We study a few dynamic risk-averse inventory models using additive utility functions. We add Markovian behavior of purchasing costs in our models. Such Markovian purchasing costs can reflect a market situation in a global supply chain such as fluctuations at exchange rates or the existence of product spot markets. We provide our problem formulations with finite and infinite MDP (Markovian Decision Process) problems. For finite time models, we first prove (joint) concavity of the model for each state and obtain a (modified) base-stock optimal policy. Then, we conduct comparative static analysis for model parameters and derive monotone properties to the optimal solutions. For infinite time models, we show the existence of stationary base-stock optimal policies and the inheritance of the monotone properties proven at our finite time models.
Various inventory problems have been studied as dynamic programming models in supply chain literature. In these models, there exists a product to be sold over a (finite or infinite) time horizon. On the one hand, when demand exceeds supply for the product, the shortage amount is backordered and fulfilled by the supply in the next period with a backordering cost. On the other hand, when supply exceeds demands for the product, the excessive inventory is carried for the potential demand in the next period with a holding cost. The firm’s objective is to determine the optimal ordering quantity so as to optimize expected total profit or costs.
The literature focuses mainly on risk-neutral performance measures, when the firm maximizes the expected total profit or minimizes the expected total costs. It implies that inventory managers are risk-neutral. Particularly, risk neutrality provides the best decision only on average, so it is consistent with rational decision making. However, we cannot assume all the inventory managers are risk-neutral. In supply chain literature, Schweitzer and Cachon  provide an experimental evidence suggesting that inventory managers may be risk-averse for the products with high profits.

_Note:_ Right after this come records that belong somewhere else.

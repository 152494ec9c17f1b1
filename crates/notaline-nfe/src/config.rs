//! Pipeline configuration.

use std::path::PathBuf;

/// Runtime configuration for one collection run.
#[derive(Debug, Clone)]
pub struct RunConfig {
    /// Directory holding the daily ledger and error files.
    pub log_dir: PathBuf,
    /// Directory XML artifacts are written to.
    pub xml_dir: PathBuf,
    /// Worker pool size for downloads.
    pub workers: usize,
}

impl Default for RunConfig {
    fn default() -> Self {
        Self {
            log_dir: PathBuf::from("logs"),
            xml_dir: PathBuf::from("xmls"),
            workers: 15,
        }
    }
}

#[cfg(test)]
mod tests {
    use super::*;

    #[test]
    fn default_config() {
        let config = RunConfig::default();
        assert_eq!(config.log_dir, PathBuf::from("logs"));
        assert_eq!(config.xml_dir, PathBuf::from("xmls"));
        assert_eq!(config.workers, 15);
    }
}
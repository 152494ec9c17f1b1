//! Notaline NFe - incremental invoice XML collection
//!
//! Polls a gateway for electronic invoice keys, downloads each invoice's
//! XML payload with a bounded worker pool, and tracks observed and failed
//! keys in daily ledger files so repeated runs only do new work.
//!
//! # Example
//!
//! ```ignore
//! use notaline_nfe::{runner, RunConfig};
//!
//! let config = RunConfig::default();
//! let progress = notaline_core::ProgressContext::new();
//! let summary = runner::run(&sql, &source, &config, &progress)?;
//! println!("{} succeeded, {} failed", summary.succeeded, summary.failed);
//! ```

pub mod config;
pub mod date;
pub mod errors;
pub mod executor;
pub mod key;
pub mod ledger;
pub mod runner;
pub mod source;
pub mod xml;

// Re-exports
pub use config::RunConfig;
pub use date::RunDate;
pub use errors::ErrorLedger;
pub use executor::Outcome;
pub use key::NotaKey;
pub use ledger::Ledger;
pub use runner::{run, Summary};
pub use source::{FetchError, InvoiceSource, Row};
pub use xml::{pretty_print, ArtifactStore};
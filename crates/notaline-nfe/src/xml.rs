//! XML validation, pretty-printing, and artifact storage.

use std::io;
use std::path::{Path, PathBuf};

use anyhow::{Context, Result};
use quick_xml::events::Event;
use quick_xml::{Reader, Writer};

use crate::key::NotaKey;

/// Re-indent `input` with two-space indentation.
///
/// Round-trips every event through quick-xml, which also validates
/// well-formedness; element text passes through untouched. A payload with
/// no element at all (plain text, error banners) is rejected.
pub fn pretty_print(input: &str) -> Result<String> {
    let mut reader = Reader::from_str(input);
    reader.config_mut().trim_text(true);
    let mut writer = Writer::new_with_indent(Vec::new(), b' ', 2);

    let mut saw_element = false;
    loop {
        match reader.read_event().context("malformed XML")? {
            Event::Eof => break,
            event => {
                if matches!(event, Event::Start(_) | Event::Empty(_)) {
                    saw_element = true;
                }
                writer.write_event(event).context("failed to rewrite XML")?;
            }
        }
    }
    anyhow::ensure!(saw_element, "payload contains no XML element");

    let mut pretty =
        String::from_utf8(writer.into_inner()).context("payload is not valid UTF-8")?;
    pretty.push('\n');
    Ok(pretty)
}

/// Directory of downloaded invoice XMLs, one `<key>.xml` per invoice.
///
/// Artifacts are written once and never overwritten; their existence is
/// what marks an invoice as already downloaded.
pub struct ArtifactStore {
    dir: PathBuf,
}

impl ArtifactStore {
    pub fn new(dir: impl Into<PathBuf>) -> Self {
        Self { dir: dir.into() }
    }

    pub fn dir(&self) -> &Path {
        &self.dir
    }

    /// Artifact path for `key`.
    pub fn path_for(&self, key: NotaKey) -> PathBuf {
        self.dir.join(format!("{key}.xml"))
    }

    pub fn contains(&self, key: NotaKey) -> bool {
        self.path_for(key).exists()
    }

    /// Persist `pretty_xml` for `key` via tmp file + rename.
    ///
    /// An existing artifact is left untouched.
    pub fn write(&self, key: NotaKey, pretty_xml: &str) -> io::Result<()> {
        let path = self.path_for(key);
        if path.exists() {
            return Ok(());
        }
        std::fs::create_dir_all(&self.dir)?;
        let tmp = self.dir.join(format!("{key}.xml.tmp"));
        std::fs::write(&tmp, pretty_xml)?;
        std::fs::rename(&tmp, &path)
    }
}
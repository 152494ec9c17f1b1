//! Named query loading with `{param}` substitution.
//!
//! Discovery queries live as `.sql` files in a queries directory; the
//! pipeline receives only the resolved text.

use std::path::Path;

use anyhow::{Context, Result};

/// Load `<dir>/<name>.sql` and substitute `{key}` placeholders.
///
/// Errors when the file is unreadable or an identifier-shaped placeholder
/// survives substitution.
pub fn load_query(dir: &Path, name: &str, params: &[(String, String)]) -> Result<String> {
    let path = dir.join(format!("{name}.sql"));
    let mut sql = std::fs::read_to_string(&path)
        .with_context(|| format!("cannot read query {}", path.display()))?;

    for (key, value) in params {
        sql = sql.replace(&format!("{{{key}}}"), value);
    }

    if let Some(placeholder) = unresolved_placeholder(&sql) {
        anyhow::bail!("query '{name}' has unresolved parameter {{{placeholder}}}");
    }
    Ok(sql)
}

/// First `{identifier}` left in `sql`, if any.
fn unresolved_placeholder(sql: &str) -> Option<&str> {
    let mut rest = sql;
    while let Some(start) = rest.find('{') {
        let tail = &rest[start + 1..];
        let end = tail.find('}')?;
        let inner = &tail[..end];
        if !inner.is_empty() && inner.chars().all(|c| c.is_ascii_alphanumeric() || c == '_') {
            return Some(inner);
        }
        rest = &tail[end + 1..];
    }
    None
}

#[cfg(test)]
mod tests {
    use super::*;
    use tempfile::TempDir;

    fn write_query(dir: &TempDir, name: &str, body: &str) {
        std::fs::write(dir.path().join(format!("{name}.sql")), body).unwrap();
    }

    fn params(pairs: &[(&str, &str)]) -> Vec<(String, String)> {
        pairs
            .iter()
            .map(|(k, v)| (k.to_string(), v.to_string()))
            .collect()
    }

    #[test]
    fn substitutes_named_parameters() {
        let dir = TempDir::new().unwrap();
        write_query(
            &dir,
            "monthly",
            "SELECT NUNOTA FROM TGFCAB WHERE YEAR(DTNEG) = {year} AND MONTH(DTNEG) = {month}",
        );

        let sql = load_query(
            dir.path(),
            "monthly",
            &params(&[("year", "2026"), ("month", "8")]),
        )
        .unwrap();
        assert!(sql.contains("YEAR(DTNEG) = 2026"));
        assert!(sql.contains("MONTH(DTNEG) = 8"));
    }

    #[test]
    fn no_parameters_passes_through() {
        let dir = TempDir::new().unwrap();
        write_query(&dir, "plain", "SELECT 1");
        assert_eq!(load_query(dir.path(), "plain", &[]).unwrap(), "SELECT 1");
    }

    #[test]
    fn unresolved_parameter_is_an_error() {
        let dir = TempDir::new().unwrap();
        write_query(&dir, "partial", "SELECT * WHERE CODEMP = {company}");

        let err = load_query(dir.path(), "partial", &[]).unwrap_err();
        assert!(format!("{err}").contains("company"));
    }

    #[test]
    fn missing_file_is_an_error() {
        let dir = TempDir::new().unwrap();
        assert!(load_query(dir.path(), "absent", &[]).is_err());
    }

    #[test]
    fn non_identifier_braces_are_ignored() {
        let dir = TempDir::new().unwrap();
        write_query(&dir, "braces", "SELECT '{ not a param }' FROM DUAL");
        assert!(load_query(dir.path(), "braces", &[]).is_ok());
    }

    #[test]
    fn unresolved_placeholder_scanning() {
        assert_eq!(unresolved_placeholder("a {x} b"), Some("x"));
        assert_eq!(unresolved_placeholder("{ spaced }{tail}"), Some("tail"));
        assert_eq!(unresolved_placeholder("no braces"), None);
        assert_eq!(unresolved_placeholder("empty {} pair"), None);
        assert_eq!(unresolved_placeholder("dangling {open"), None);
    }
}
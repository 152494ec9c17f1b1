//! Invoice keys and their extraction from raw gateway rows.

use std::fmt;
use std::str::FromStr;

use crate::source::Row;

/// Numeric key (NUNOTA) naming one invoice record in the remote system.
///
/// Equality and set membership are by numeric value, so `"00123"` and
/// `"123"` name the same invoice.
#[derive(Debug, Clone, Copy, PartialEq, Eq, Hash, PartialOrd, Ord)]
pub struct NotaKey(u64);

impl NotaKey {
    pub const fn new(value: u64) -> Self {
        Self(value)
    }

    pub const fn value(self) -> u64 {
        self.0
    }
}

impl fmt::Display for NotaKey {
    fn fmt(&self, f: &mut fmt::Formatter<'_>) -> fmt::Result {
        write!(f, "{}", self.0)
    }
}

impl From<u64> for NotaKey {
    fn from(value: u64) -> Self {
        Self(value)
    }
}

impl FromStr for NotaKey {
    type Err = std::num::ParseIntError;

    fn from_str(s: &str) -> Result<Self, Self::Err> {
        s.parse().map(Self)
    }
}

/// Digits of `raw` parsed as a key: `"NFe 00123-x"` → 123.
///
/// `None` when no digits remain or the digit string overflows; callers
/// log and drop such rows instead of treating them as key 0.
pub fn from_text(raw: &str) -> Option<NotaKey> {
    let digits: String = raw.chars().filter(char::is_ascii_digit).collect();
    if digits.is_empty() {
        return None;
    }
    digits.parse::<u64>().ok().map(NotaKey)
}

/// Key from the first cell of a query result row.
pub fn from_row(row: &Row) -> Option<NotaKey> {
    match row.first()? {
        serde_json::Value::Number(n) => n.as_u64().map(NotaKey),
        serde_json::Value::String(s) => from_text(s),
        _ => None,
    }
}

/// Key from a ledger line: the whole trimmed line must be digits.
///
/// Header rows and corrupt lines fall out here instead of being trusted.
pub fn from_numeric_line(line: &str) -> Option<NotaKey> {
    let line = line.trim();
    if line.is_empty() || !line.chars().all(|c| c.is_ascii_digit()) {
        return None;
    }
    line.parse().ok()
}

#[cfg(test)]
mod tests {
    use super::*;

    #[test]
    fn from_text_strips_non_digits() {
        assert_eq!(from_text("NFe 00123-x"), Some(NotaKey::new(123)));
        assert_eq!(from_text("456"), Some(NotaKey::new(456)));
    }

    #[test]
    fn from_text_without_digits() {
        assert_eq!(from_text(""), None);
        assert_eq!(from_text("no digits here"), None);
    }

    #[test]
    fn from_text_overflow_is_dropped() {
        // 44-digit access-key style value does not fit a numeric key
        let huge = "35200714200166000187550010000000046550000046";
        assert_eq!(from_text(huge), None);
    }

    #[test]
    fn from_row_number_cell() {
        let row: Row = vec![serde_json::Value::from(987u64)];
        assert_eq!(from_row(&row), Some(NotaKey::new(987)));
    }

    #[test]
    fn from_row_string_cell() {
        let row: Row = vec![serde_json::Value::from("NF 0042")];
        assert_eq!(from_row(&row), Some(NotaKey::new(42)));
    }

    #[test]
    fn from_row_rejects_other_cells() {
        assert_eq!(from_row(&vec![serde_json::Value::Null]), None);
        assert_eq!(from_row(&Vec::new()), None);
    }

    #[test]
    fn from_numeric_line_accepts_digits_only() {
        assert_eq!(from_numeric_line("123"), Some(NotaKey::new(123)));
        assert_eq!(from_numeric_line(" 42 "), Some(NotaKey::new(42)));
        assert_eq!(from_numeric_line("nunota"), None);
        assert_eq!(from_numeric_line("12a3"), None);
        assert_eq!(from_numeric_line(""), None);
    }

    #[test]
    fn display_roundtrip() {
        let key: NotaKey = "123".parse().unwrap();
        assert_eq!(format!("{key}"), "123");
    }
}
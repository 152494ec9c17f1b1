//! Progress reporting for TTY and non-TTY environments.
//!
//! TTY mode: one indicatif bar counting completed downloads, plus spinner
//! status lines. Non-TTY mode: hidden bars, logs carry the progress.

use std::io::IsTerminal;
use std::time::Duration;

use indicatif::{MultiProgress, ProgressBar, ProgressStyle};

fn download_style() -> ProgressStyle {
    ProgressStyle::default_bar()
        .template("{spinner:.green} {pos:>5}/{len:5} {bar:30.green/dim} {eta:>4} {wide_msg:.dim}")
        .expect("invalid template")
        .progress_chars("--")
}

/// Central progress context managing multi-progress bars.
pub struct ProgressContext {
    multi: MultiProgress,
    is_tty: bool,
}

impl ProgressContext {
    /// Create new context, detecting TTY automatically.
    pub fn new() -> Self {
        Self {
            multi: MultiProgress::new(),
            is_tty: std::io::stderr().is_terminal(),
        }
    }

    /// Count-based bar over `total` download tasks. Hidden when not a TTY.
    pub fn download_bar(&self, total: u64) -> ProgressBar {
        if !self.is_tty {
            return ProgressBar::hidden();
        }
        let pb = self.multi.add(ProgressBar::new(total));
        pb.set_style(download_style());
        pb
    }

    /// Spinner status line for a pipeline stage.
    pub fn stage_line(&self, name: &str) -> ProgressBar {
        if !self.is_tty {
            return ProgressBar::hidden();
        }
        let pb = self.multi.add(ProgressBar::new(0));
        pb.set_style(
            ProgressStyle::with_template("{spinner:.green} {prefix:<10.cyan.bold} {wide_msg}")
                .expect("invalid template"),
        );
        pb.set_prefix(name.to_string());
        pb.enable_steady_tick(Duration::from_millis(80));
        pb
    }

    /// Print a line above managed bars (avoids interference).
    pub fn println(&self, msg: impl AsRef<str>) {
        if self.is_tty {
            let _ = self.multi.println(msg);
        } else {
            eprintln!("{}", msg.as_ref());
        }
    }

    /// Whether running in TTY mode.
    pub fn is_tty(&self) -> bool {
        self.is_tty
    }

    /// Get reference to `MultiProgress` for the log bridge.
    pub fn multi(&self) -> &MultiProgress {
        &self.multi
    }
}

impl Default for ProgressContext {
    fn default() -> Self {
        Self::new()
    }
}
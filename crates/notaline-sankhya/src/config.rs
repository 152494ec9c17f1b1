//! Client configuration: credentials, endpoints, retry policy.

use std::time::Duration;

/// Credential bundle for the Sankhya login endpoint.
///
/// Sent as request headers on the login call; opaque to the rest of the
/// pipeline.
#[derive(Clone)]
pub struct Credentials {
    pub token: String,
    pub appkey: String,
    pub username: String,
    pub password: String,
}

impl std::fmt::Debug for Credentials {
    fn fmt(&self, f: &mut std::fmt::Formatter<'_>) -> std::fmt::Result {
        f.debug_struct("Credentials")
            .field("username", &self.username)
            .finish_non_exhaustive()
    }
}

/// Login and query endpoints of the gateway.
#[derive(Debug, Clone)]
pub struct Endpoints {
    pub login_url: String,
    pub query_url: String,
}

impl Default for Endpoints {
    fn default() -> Self {
        Self {
            login_url: "https://api.sankhya.com.br/login".to_string(),
            query_url: "https://api.sankhya.com.br/gateway/v1/mge/service.sbr\
                        ?serviceName=DbExplorerSP.executeQuery&outputType=json"
                .to_string(),
        }
    }
}

/// Retry behavior for auth and query calls.
///
/// Auth exhaustion is fatal; query exhaustion drains into an empty result.
#[derive(Debug, Clone, Copy)]
pub struct RetryPolicy {
    pub auth_attempts: u32,
    pub auth_delay: Duration,
    pub query_attempts: u32,
    pub query_delay: Duration,
}

impl Default for RetryPolicy {
    fn default() -> Self {
        Self {
            auth_attempts: 5,
            auth_delay: Duration::from_secs(3),
            query_attempts: 5,
            query_delay: Duration::from_secs(7),
        }
    }
}

#[cfg(test)]
mod tests {
    use super::*;

    #[test]
    fn default_endpoints() {
        let endpoints = Endpoints::default();
        assert!(endpoints.login_url.ends_with("/login"));
        assert!(endpoints.query_url.contains("DbExplorerSP.executeQuery"));
    }

    #[test]
    fn default_retry_policy() {
        let policy = RetryPolicy::default();
        assert_eq!(policy.auth_attempts, 5);
        assert_eq!(policy.auth_delay, Duration::from_secs(3));
        assert_eq!(policy.query_attempts, 5);
        assert_eq!(policy.query_delay, Duration::from_secs(7));
    }

    #[test]
    fn credentials_debug_redacts_secrets() {
        let creds = Credentials {
            token: "secret-token".to_string(),
            appkey: "secret-key".to_string(),
            username: "svc-user".to_string(),
            password: "hunter2".to_string(),
        };
        let debug = format!("{creds:?}");
        assert!(debug.contains("svc-user"));
        assert!(!debug.contains("hunter2"));
        assert!(!debug.contains("secret-token"));
    }
}
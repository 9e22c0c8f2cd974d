//! Main entry point for the jarc CLI app

use jarc::cli::{self, Commands};
use jarc::ops;

fn main() -> std::process::ExitCode {
    if let Err(e) = run_app() {
        if e.downcast_ref::<clap::Error>().is_none() {
            eprintln!("Error: {}", e);
        }
        return std::process::ExitCode::FAILURE;
    }
    std::process::ExitCode::SUCCESS
}

fn run_app() -> Result<(), Box<dyn std::error::Error>> {
    let command = cli::run()?;

    let outcome = match &command {
        Commands::Create(args) => ops::create(&args.file, &args.jar_options())?,
        Commands::Update(args) => ops::update(&args.file, &args.jar_options())?,
        Commands::Index { archive, extras } => ops::build_index(archive, extras)?,
    };

    for warning in &outcome.warnings {
        eprintln!("Warning: {}", warning);
    }
    Ok(())
}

In recent years, risk-averse inventory models have received an increasing attention in literature. Most work up to date focuses on single-period (newsvendor) models. For the single-period risk-averse models, Chen et al.  provide an excellent review and a summary of the literature in this direction. Choi et al.  also review the recent literature after Chen et al. . On the other hand, for the multiperiod risk-averse models, Bouakiz and Sobel  initiated their analysis with exponential utility functions and characterized the optimal ordering policies. After then, Chen et al.  and Chen and Sun  studied dynamic inventory models in conjunction with hedging opportunities at financial markets. From this stream of research, typical key contributions to literature are the characterization of the optimal base-stock policies in dynamic inventory models.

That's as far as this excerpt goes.